> **Exercise brief**:
Produce an exact copy of the lines from the line containing "pub enum LayoutType" through the last line of the entries below, and only those lines.
::::
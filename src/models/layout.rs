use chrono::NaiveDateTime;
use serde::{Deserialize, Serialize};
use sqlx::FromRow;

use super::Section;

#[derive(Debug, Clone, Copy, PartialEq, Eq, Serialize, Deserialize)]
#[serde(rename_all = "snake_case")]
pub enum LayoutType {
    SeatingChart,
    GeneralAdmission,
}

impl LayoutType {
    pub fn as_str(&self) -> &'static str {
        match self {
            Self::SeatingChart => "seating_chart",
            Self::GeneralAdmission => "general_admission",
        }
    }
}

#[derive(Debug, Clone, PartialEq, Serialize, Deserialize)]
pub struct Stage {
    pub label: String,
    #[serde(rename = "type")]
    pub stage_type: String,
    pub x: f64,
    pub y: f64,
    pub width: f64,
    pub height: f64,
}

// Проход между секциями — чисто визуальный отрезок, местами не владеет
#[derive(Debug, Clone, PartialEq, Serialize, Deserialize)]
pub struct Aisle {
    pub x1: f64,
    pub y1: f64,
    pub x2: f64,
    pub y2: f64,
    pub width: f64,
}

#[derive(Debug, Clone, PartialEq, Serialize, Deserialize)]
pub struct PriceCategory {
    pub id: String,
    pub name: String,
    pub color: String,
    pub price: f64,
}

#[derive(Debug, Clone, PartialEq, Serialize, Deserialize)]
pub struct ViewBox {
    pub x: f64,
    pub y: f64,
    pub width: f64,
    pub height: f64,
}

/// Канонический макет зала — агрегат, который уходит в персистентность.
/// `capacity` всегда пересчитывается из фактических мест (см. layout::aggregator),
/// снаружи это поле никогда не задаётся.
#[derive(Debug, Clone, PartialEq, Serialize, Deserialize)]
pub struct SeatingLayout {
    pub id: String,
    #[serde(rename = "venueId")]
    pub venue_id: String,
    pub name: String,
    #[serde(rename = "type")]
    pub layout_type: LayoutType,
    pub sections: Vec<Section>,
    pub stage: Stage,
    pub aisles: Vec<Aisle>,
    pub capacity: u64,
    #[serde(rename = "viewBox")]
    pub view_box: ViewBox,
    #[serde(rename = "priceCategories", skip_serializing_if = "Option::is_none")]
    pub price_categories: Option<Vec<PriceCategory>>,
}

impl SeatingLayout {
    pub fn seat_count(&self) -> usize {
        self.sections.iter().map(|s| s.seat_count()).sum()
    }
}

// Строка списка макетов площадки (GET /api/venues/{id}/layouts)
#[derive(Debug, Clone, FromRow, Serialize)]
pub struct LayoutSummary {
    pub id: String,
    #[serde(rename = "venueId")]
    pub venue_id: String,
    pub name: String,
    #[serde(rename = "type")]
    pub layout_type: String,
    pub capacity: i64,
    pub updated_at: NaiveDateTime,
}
::::
> **Expected answer**:
pub enum LayoutType {
    SeatingChart,
    GeneralAdmission,
}

impl LayoutType {
    pub fn as_str(&self) -> &'static str {
        match self {
            Self::SeatingChart => "seating_chart",
            Self::GeneralAdmission => "general_admission",
        }
    }
}

#[derive(Debug, Clone, PartialEq, Serialize, Deserialize)]
pub struct Stage {
    pub label: String,
    #[serde(rename = "type")]
    pub stage_type: String,
    pub x: f64,
    pub y: f64,
    pub width: f64,
    pub height: f64,
}

// Проход между секциями — чисто визуальный отрезок, местами не владеет
#[derive(Debug, Clone, PartialEq, Serialize, Deserialize)]
pub struct Aisle {
    pub x1: f64,
    pub y1: f64,
    pub x2: f64,
    pub y2: f64,
    pub width: f64,
}

#[derive(Debug, Clone, PartialEq, Serialize, Deserialize)]
pub struct PriceCategory {
    pub id: String,
    pub name: String,
    pub color: String,
    pub price: f64,
}

#[derive(Debug, Clone, PartialEq, Serialize, Deserialize)]
pub struct ViewBox {
    pub x: f64,
    pub y: f64,
    pub width: f64,
    pub height: f64,
}

/// Канонический макет зала — агрегат, который уходит в персистентность.
/// `capacity` всегда пересчитывается из фактических мест (см. layout::aggregator),
/// снаружи это поле никогда не задаётся.
#[derive(Debug, Clone, PartialEq, Serialize, Deserialize)]
pub struct SeatingLayout {
    pub id: String,
    #[serde(rename = "venueId")]
    pub venue_id: String,
    pub name: String,
    #[serde(rename = "type")]
    pub layout_type: LayoutType,
    pub sections: Vec<Section>,
    pub stage: Stage,
    pub aisles: Vec<Aisle>,
    pub capacity: u64,
    #[serde(rename = "viewBox")]
    pub view_box: ViewBox,
    #[serde(rename = "priceCategories", skip_serializing_if = "Option::is_none")]
    pub price_categories: Option<Vec<PriceCategory>>,
}

impl SeatingLayout {
    pub fn seat_count(&self) -> usize {
        self.sections.iter().map(|s| s.seat_count()).sum()
    }
}

// Строка списка макетов площадки (GET /api/venues/{id}/layouts)
#[derive(Debug, Clone, FromRow, Serialize)]
pub struct LayoutSummary {
    pub id: String,
    #[serde(rename = "venueId")]
    pub venue_id: String,
    pub name: String,
    #[serde(rename = "type")]
    pub layout_type: String,
    pub capacity: i64,
    pub updated_at: NaiveDateTime,
}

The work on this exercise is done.